Tuesday, September 23, 2008

Beirut, a city of confused identity

On July 20th at 1:30 p.m., I arrived at the “Hariri International Airport.”  I was very excited to finally visit Beirut, a small but strategic Middle Eastern city that I imagined to be vibrant, full of life, and bursting with young energetic activists engaged in politics. 

Beirut’s narrow roads, historic buildings with intricate architectural details tell stories of bitter memories and a dark past.   The waves of the sea and the mountains remind us of the resilience of the Lebanese.  In half an hour you can go from tanning on the beach, to enjoying the cool breeze on the top of the mountain.  But very quickly you lose focus of the natural beauty as you are sidetracked by the massive amounts of silicon, make-up, expensive cars, and brand names.  I visited Miami about a year ago, and this city has more silicone than Miami, Vegas, and LA combined.  Ok fine, that is an exaggeration, but you get my point. 

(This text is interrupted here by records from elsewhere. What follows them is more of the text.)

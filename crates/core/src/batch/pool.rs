//! Bounded worker pool.
//!
//! A dispatcher task takes jobs off an unbounded queue in FIFO order and
//! acquires a semaphore permit for each before spawning its worker, so at most
//! `size` conversion processes exist at once. Closing the semaphore stops the
//! dispatcher: whatever is still queued is never started.

use std::sync::Arc;
use std::time::Duration;
use tokio::sync::{mpsc, Semaphore};
use tokio::task::{JoinHandle, JoinSet};
use tokio::time::{sleep, timeout};
use tracing::{debug, error, info, warn};

use crate::converter::{ConversionJob, ProcessHandle};
use crate::metrics;

use super::context::BatchContext;
use super::types::{BatchError, BatchEvent, BatchState, JobError, JobOutcome};

pub(crate) struct WorkerPool {
    size: usize,
    semaphore: Arc<Semaphore>,
    queue: Option<mpsc::UnboundedSender<ConversionJob>>,
    dispatcher: Option<JoinHandle<()>>,
}

impl WorkerPool {
    /// Starts an idle pool with `size` slots for the batch in `ctx`.
    pub(crate) fn spawn(size: usize, ctx: Arc<BatchContext>) -> Result<Self, BatchError> {
        if size == 0 {
            return Err(BatchError::NoWorkers);
        }

        let semaphore = Arc::new(Semaphore::new(size));
        let (queue, rx) = mpsc::unbounded_channel();
        let dispatcher = tokio::spawn(dispatch(rx, Arc::clone(&semaphore), ctx));

        Ok(Self {
            size,
            semaphore,
            queue: Some(queue),
            dispatcher: Some(dispatcher),
        })
    }

    pub(crate) fn size(&self) -> usize {
        self.size
    }

    /// Slots currently held by a running job.
    pub(crate) fn busy(&self) -> usize {
        self.size.saturating_sub(self.semaphore.available_permits())
    }

    /// Queues jobs and returns immediately. Returns how many were queued.
    pub(crate) fn submit(&self, jobs: Vec<ConversionJob>) -> usize {
        let Some(ref queue) = self.queue else {
            return 0;
        };
        let mut queued = 0;
        for job in jobs {
            if queue.send(job).is_err() {
                break;
            }
            queued += 1;
        }
        queued
    }

    /// No more jobs will be submitted; the dispatcher exits once the queue drains.
    pub(crate) fn seal(&mut self) {
        self.queue.take();
    }

    /// Stops dispatching and waits until every worker has returned.
    ///
    /// Warns once `grace` elapses but keeps waiting: children are always reaped.
    pub(crate) async fn shutdown(&mut self, grace: Duration) {
        self.semaphore.close();
        self.seal();

        let Some(mut dispatcher) = self.dispatcher.take() else {
            return;
        };

        match timeout(grace, &mut dispatcher).await {
            Ok(result) => log_join(result),
            Err(_) => {
                warn!(
                    busy = self.busy(),
                    "Workers still running after {:?}, waiting for processes to exit", grace
                );
                log_join(dispatcher.await);
            }
        }
    }

    /// Waits for the dispatcher and all workers to finish.
    pub(crate) async fn join(&mut self) {
        if let Some(dispatcher) = self.dispatcher.take() {
            log_join(dispatcher.await);
        }
    }
}

fn log_join(result: Result<(), tokio::task::JoinError>) {
    if let Err(e) = result {
        error!("Worker pool task failed: {}", e);
    }
}

async fn dispatch(
    mut rx: mpsc::UnboundedReceiver<ConversionJob>,
    semaphore: Arc<Semaphore>,
    ctx: Arc<BatchContext>,
) {
    let mut workers = JoinSet::new();

    while let Some(job) = rx.recv().await {
        let permit = match Arc::clone(&semaphore).acquire_owned().await {
            Ok(permit) => permit,
            Err(_) => break, // closed by shutdown
        };
        if ctx.cancel.is_cancelled() {
            break;
        }

        let ctx = Arc::clone(&ctx);
        workers.spawn(async move {
            let _permit = permit;
            run_job(&ctx, job).await;
        });

        // Reap finished workers as we go.
        while let Some(result) = workers.try_join_next() {
            if let Err(e) = result {
                error!("Worker task failed: {}", e);
            }
        }
    }
    drop(rx);

    while let Some(result) = workers.join_next().await {
        if let Err(e) = result {
            error!("Worker task failed: {}", e);
        }
    }
    debug!(batch_id = %ctx.id, "Dispatcher stopped");
}

/// Runs one job to completion or early termination and reports it.
async fn run_job(ctx: &BatchContext, job: ConversionJob) {
    // Dispatched just as the flag was set.
    if ctx.cancel.is_cancelled() {
        return;
    }

    let command = ctx.transcoder.command(&job);
    let mut handle = ProcessHandle::start(&command);
    let spawned = handle.spawn_error().is_none();
    ctx.register_active(&job, &handle).await;
    if spawned {
        metrics::PROCESSES_IN_FLIGHT.inc();
    }
    debug!(batch_id = %ctx.id, job_id = %job.id, pid = ?handle.pid(), source = %job.source.display(), "Job started");
    ctx.emit(BatchEvent::JobStarted {
        batch_id: ctx.id,
        job: job.clone(),
    });

    let poll_interval = ctx.config.poll_interval();
    let outcome = loop {
        let status = handle.poll();
        if !status.is_running() {
            debug!(job_id = %job.id, status = status.label(), "Process exited");
            break JobOutcome::from_status(status);
        }
        if ctx.cancel.is_cancelled() {
            handle.terminate();
            handle.wait().await;
            break JobOutcome::Cancelled;
        }
        sleep(poll_interval).await;
    };

    // No-op unless polling gave up on a child that is still unreaped.
    handle.wait().await;

    let elapsed = handle.elapsed();
    drop(handle);
    if spawned {
        metrics::PROCESSES_IN_FLIGHT.dec();
    }
    metrics::JOBS_TOTAL
        .with_label_values(&[outcome.label()])
        .inc();
    metrics::JOB_DURATION
        .with_label_values(&[outcome.label()])
        .observe(elapsed.as_secs_f64());

    if ctx.config.remove_partial_outputs && leaves_partial_output(&outcome) {
        remove_partial_output(&job).await;
    }

    ctx.unregister_active(&job.id).await;

    match &outcome {
        JobOutcome::Succeeded => info!(
            batch_id = %ctx.id,
            job_id = %job.id,
            "Converted {} in {:.1}s",
            job.display_name(),
            elapsed.as_secs_f64()
        ),
        JobOutcome::Failed { error } => {
            warn!(batch_id = %ctx.id, job_id = %job.id, "Conversion of {} failed: {}", job.display_name(), error)
        }
        JobOutcome::Cancelled => {
            info!(batch_id = %ctx.id, job_id = %job.id, "Conversion of {} cancelled", job.display_name())
        }
    }

    let counted = outcome.counts_toward_progress();
    let progress = ctx.report(job, outcome);

    if counted && progress.is_complete() && !ctx.cancel.is_cancelled() {
        ctx.finish(BatchState::Completed);
    }
}

fn leaves_partial_output(outcome: &JobOutcome) -> bool {
    matches!(
        outcome,
        JobOutcome::Cancelled
            | JobOutcome::Failed {
                error: JobError::ProcessFailure { .. }
            }
    )
}

async fn remove_partial_output(job: &ConversionJob) {
    match tokio::fs::remove_file(&job.destination).await {
        Ok(()) => debug!(job_id = %job.id, path = %job.destination.display(), "Removed partial output"),
        Err(e) if e.kind() == std::io::ErrorKind::NotFound => {}
        Err(e) => warn!(
            job_id = %job.id,
            "Failed to remove partial output {}: {}",
            job.destination.display(),
            e
        ),
    }
}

I respect the Lebanese for loving life and enjoying every moment of it, but enjoying life should not be equated with living a fake life, a life you can’t afford, and more importantly, a life dedicated to pretentiousness.  Beirut reminds me of Hollywood with its materialism, obsession with weight, and plastic surgery.    

Of course not all of Beirut is that way.  Beirut varies significantly from place to place.  What you see in Beirut depends on where you are and who you are with.  It almost feels like a city of split personality.  There is a clear dichotomy between various parts of the city.  Old historic war wreckage buildings stand proud next to a large Haifa Wahbe billboard. Downtown is a reminder of wealth and power mixed with desire for western imitation.  Life in the refugee camp is barely life, it is about sorrow and displacement and horrifying memories; and al-dahiya or Southern Beirut is the essence of struggle for freedom.

I searched and searched for the Beirut I imagined, the Beirut of culture, politics, and elegance.  But I found a Beirut that has been branded and sold by the corporate world.  A Beirut with a lost Arab soul with blind Western immitation.